WORK TO COMPLETE:
In the data that follows, every line containing the word "listener" should be returned.

(Stored data entries)
____

//! Wiring of sources, scheduler, model and renderer into the dashboard.

use crossterm::event::{self, Event, KeyCode, KeyEvent, KeyEventKind, KeyModifiers};
use std::io;
use std::time::Duration;
use tracing::{debug, info};

use crate::config::Config;
use crate::error::{RenderError, SourceError};
use crate::metrics::MetricsSource;
use crate::model::{DisplayFragment, DisplayModel};
use crate::process::{ProcessSource, WatchList};
use crate::render::{Renderer, Slot, Surface};
use crate::scheduler::Scheduler;
use crate::shutdown::Shutdown;
use crate::task::{Poll, PollTask};

/// Fragment holding the CPU/RAM/swap line.
pub const RESOURCES: &str = "resources";
/// Fragment holding the inference process line.
pub const MODEL_STATUS: &str = "model_status";

/// The two panel lines, top to bottom.
pub fn default_slots() -> Vec<Slot> {
    vec![
        Slot::new(RESOURCES, "CPU: --% | RAM: --% | SWAP: --%"),
        Slot::new(MODEL_STATUS, "Status: scanning..."),
    ]
}

/// Polls `source` for the resources line.
pub fn resources_task<M: MetricsSource>(mut source: M, interval: Duration, model: DisplayModel) -> PollTask<impl Poll> {
    PollTask::new(
        RESOURCES,
        interval,
        move || source.sample().map(|sample| sample.to_string()),
        model,
    )
}

/// Scans `source` for the model status line.
pub fn model_status_task<P: ProcessSource>(
    source: P,
    watch_list: WatchList,
    interval: Duration,
    model: DisplayModel,
) -> PollTask<impl Poll> {
    PollTask::new(
        MODEL_STATUS,
        interval,
        move || source.scan(&watch_list).map(|status| status.to_string()),
        model,
    )
}

/// The dashboard: two sources, their poll tasks and a renderer.
pub struct Panel<M, P> {
    metrics: M,
    processes: P,
    watch_list: WatchList,
    metrics_interval: Duration,
    process_interval: Duration,
    redraw_interval: Duration,
    grace: Duration,
    model: DisplayModel,
    shutdown: Shutdown,
}

impl<M: MetricsSource, P: ProcessSource> Panel<M, P> {
    pub fn new(config: &Config, metrics: M, processes: P) -> Self {
        Self {
            metrics,
            processes,
            watch_list: config.watch_list(),
            metrics_interval: config.metrics_interval(),
            process_interval: config.process_interval(),
            redraw_interval: config.redraw_interval(),
            grace: config.shutdown_grace(),
            model: DisplayModel::new(),
            shutdown: Shutdown::new(),
        }
    }

    pub fn model(&self) -> DisplayModel {
        self.model.clone()
    }

    pub fn shutdown(&self) -> Shutdown {
        self.shutdown.clone()
    }

    /// Takes one reading from each source before anything is scheduled.
    ///
    /// Fails if either source cannot produce a reading. The readings seed the
    /// model so the first frame is not empty.
    pub fn preflight(&mut self) -> Result<(), SourceError> {
        let sample = self.metrics.sample()?;
        let status = self.processes.scan(&self.watch_list)?;
        info!("Startup check passed: {} / {}", sample, status);

        self.model
            .update(RESOURCES, DisplayFragment::at(sample.to_string(), sample.timestamp()));
        self.model.update(MODEL_STATUS, DisplayFragment::new(status.to_string()));
        Ok(())
    }

    /// Runs the poll tasks and the render loop until shutdown.
    ///
    /// The scheduler is stopped before returning, also after a render failure.
    pub async fn run(self, surface: &mut impl Surface) -> Result<(), RenderError> {
        let Self {
            metrics,
            processes,
            watch_list,
            metrics_interval,
            process_interval,
            redraw_interval,
            grace,
            model,
            shutdown,
        } = self;

        let mut scheduler = Scheduler::with_shutdown(shutdown.clone(), grace);
        scheduler.register(resources_task(metrics, metrics_interval, model.clone()));
        scheduler.register(model_status_task(processes, watch_list, process_interval, model.clone()));
        scheduler.start();

        let mut renderer = Renderer::new(model, default_slots(), redraw_interval, shutdown);
        let result = renderer.run(surface).await;

        scheduler.stop().await;
        result
    }
}

/// Whether `key` is one of the quit bindings (q, Esc, Ctrl-C).
pub fn is_quit(key: &KeyEvent) -> bool {
    if key.kind != KeyEventKind::Press {
        return false;
    }
    match key.code {
        KeyCode::Char('q') | KeyCode::Char('Q') | KeyCode::Esc => true,
        KeyCode::Char('c') => key.modifiers.contains(KeyModifiers::CONTROL),
        _ => false,
    }
}

/// Reads terminal input until a quit key is pressed or shutdown is raised.
///
/// Blocks the calling thread; `poll` bounds how long a raised shutdown can go
/// unnoticed.
pub fn watch_input(shutdown: &Shutdown, poll: Duration) -> io::Result<()> {
    while !shutdown.is_triggered() {
        if !event::poll(poll)? {
            continue;
        }
        if let Event::Key(key) = event::read()? {
            if is_quit(&key) {
                debug!("Quit key pressed: {:?}", key.code);
                shutdown.trigger();
            }
        }
    }
    Ok(())
}

/// Raises shutdown on SIGINT or SIGTERM.
pub async fn forward_signals(shutdown: Shutdown) {
    let ctrl_c = async {
        if let Err(e) = tokio::signal::ctrl_c().await {
            tracing::error!("Failed to install Ctrl+C handler: {}", e);
            std::future::pending::<()>().await;
        }
    };

    #[cfg(unix)]
    let terminate = async {
        match tokio::signal::unix::signal(tokio::signal::unix::SignalKind::terminate()) {
            Ok(mut sig) => {
                sig.recv().await;
            }
            Err(e) => {
                tracing::error!("Failed to install SIGTERM handler: {}", e);
                std::future::pending::<()>().await;
            }
        }
    };

    #[cfg(not(unix))]
    let terminate = std::future::pending::<()>();

    let mut listener = shutdown.subscribe();
    tokio::select! {
        _ = ctrl_c => info!("Received SIGINT (Ctrl+C), shutting down gracefully..."),
        _ = terminate => info!("Received SIGTERM, shutting down gracefully..."),
        _ = listener.triggered() => return,
    }
    shutdown.trigger();
}

#[cfg(test)]
mod tests {
    use super::*;
    use crate::metrics::MetricsSample;
    use crate::process::{ProcessInfo, ProcessStatus};
    use crate::render::Frame;
    use chrono::Local;
    use std::sync::{Arc, Mutex};

    struct FixedMetrics(f64);

    impl MetricsSource for FixedMetrics {
        fn sample(&mut self) -> Result<MetricsSample, SourceError> {
            Ok(MetricsSample::new(self.0, 50.0, 0.0, Local::now()))
        }
    }

    struct BrokenMetrics;

    impl MetricsSource for BrokenMetrics {
        fn sample(&mut self) -> Result<MetricsSample, SourceError> {
            Err(SourceError::Unavailable("/proc/stat: permission denied".into()))
        }
    }

    struct Table(Vec<ProcessInfo>);

    impl ProcessSource for Table {
        fn processes(&self) -> Result<Vec<ProcessInfo>, SourceError> {
            Ok(self.0.clone())
        }
    }

    #[derive(Clone, Default)]
    struct SharedSurface(Arc<Mutex<Vec<Frame>>>);

    impl Surface for SharedSurface {
        fn paint(&mut self, frame: &Frame) -> Result<(), RenderError> {
            self.0.lock().unwrap().push(frame.clone());
            Ok(())
        }
    }

    fn ollama() -> Table {
        Table(vec![ProcessInfo {
            pid: 4242,
            name: "ollama-runner".to_string(),
            cmdline: vec!["ollama-runner".to_string(), "serve".to_string()],
        }])
    }

    #[test]
    fn test_preflight_seeds_model() {
        let mut panel = Panel::new(&Config::default(), FixedMetrics(10.0), ollama());
        panel.preflight().unwrap();

        let snapshot = panel.model().snapshot();
        assert_eq!(snapshot.version, 2);
        assert_eq!(
            snapshot.get(RESOURCES).unwrap().text,
            "CPU: 10.0% | RAM: 50.0% | SWAP: 0.0%"
        );
        let expected = ProcessStatus::Active {
            process_name: "ollama-runner".to_string(),
            pid: 4242,
        };
        assert_eq!(snapshot.get(MODEL_STATUS).unwrap().text, expected.to_string());
    }

    #[test]
    fn test_preflight_fails_without_metrics() {
        let mut panel = Panel::new(&Config::default(), BrokenMetrics, ollama());
        assert!(panel.preflight().is_err());
        assert_eq!(panel.model().version(), 0);
    }

    #[tokio::test(start_paused = true)]
    async fn test_run_until_quit() {
        let panel = Panel::new(&Config::default(), FixedMetrics(33.0), Table(Vec::new()));
        let model = panel.model();
        let shutdown = panel.shutdown();
        let surface = SharedSurface::default();
        let frames = surface.0.clone();

        let handle = tokio::spawn(async move {
            let mut surface = surface;
            panel.run(&mut surface).await
        });

        tokio::time::sleep(Duration::from_millis(2100)).await;
        let snapshot = model.snapshot();
        assert!(snapshot.get(RESOURCES).unwrap().text.starts_with("CPU: 33.0%"));
        assert_eq!(
            snapshot.get(MODEL_STATUS).unwrap().text,
            ProcessStatus::Idle.to_string()
        );

        shutdown.trigger();
        assert!(handle.await.unwrap().is_ok());

        let frames = frames.lock().unwrap();
        assert!(!frames.is_empty());
        let last = frames.last().unwrap();
        assert!(last.lines.iter().any(|l| l.text.starts_with("CPU: 33.0%")));

        let version = model.version();
        tokio::time::sleep(Duration::from_secs(3)).await;
        assert_eq!(model.version(), version);
    }

    #[test]
    fn test_quit_bindings() {
        let key = |code, modifiers| KeyEvent::new(code, modifiers);
        assert!(is_quit(&key(KeyCode::Char('q'), KeyModifiers::NONE)));
        assert!(is_quit(&key(KeyCode::Esc, KeyModifiers::NONE)));
        assert!(is_quit(&key(KeyCode::Char('c'), KeyModifiers::CONTROL)));
        assert!(!is_quit(&key(KeyCode::Char('c'), KeyModifiers::NONE)));
        assert!(!is_quit(&key(KeyCode::Char('x'), KeyModifiers::NONE)));

        let mut release = key(KeyCode::Char('q'), KeyModifiers::NONE);
        release.kind = KeyEventKind::Release;
        assert!(!is_quit(&release));
    }
}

____

TASK ANSWER:
    let mut listener = shutdown.subscribe();
        _ = listener.triggered() => return,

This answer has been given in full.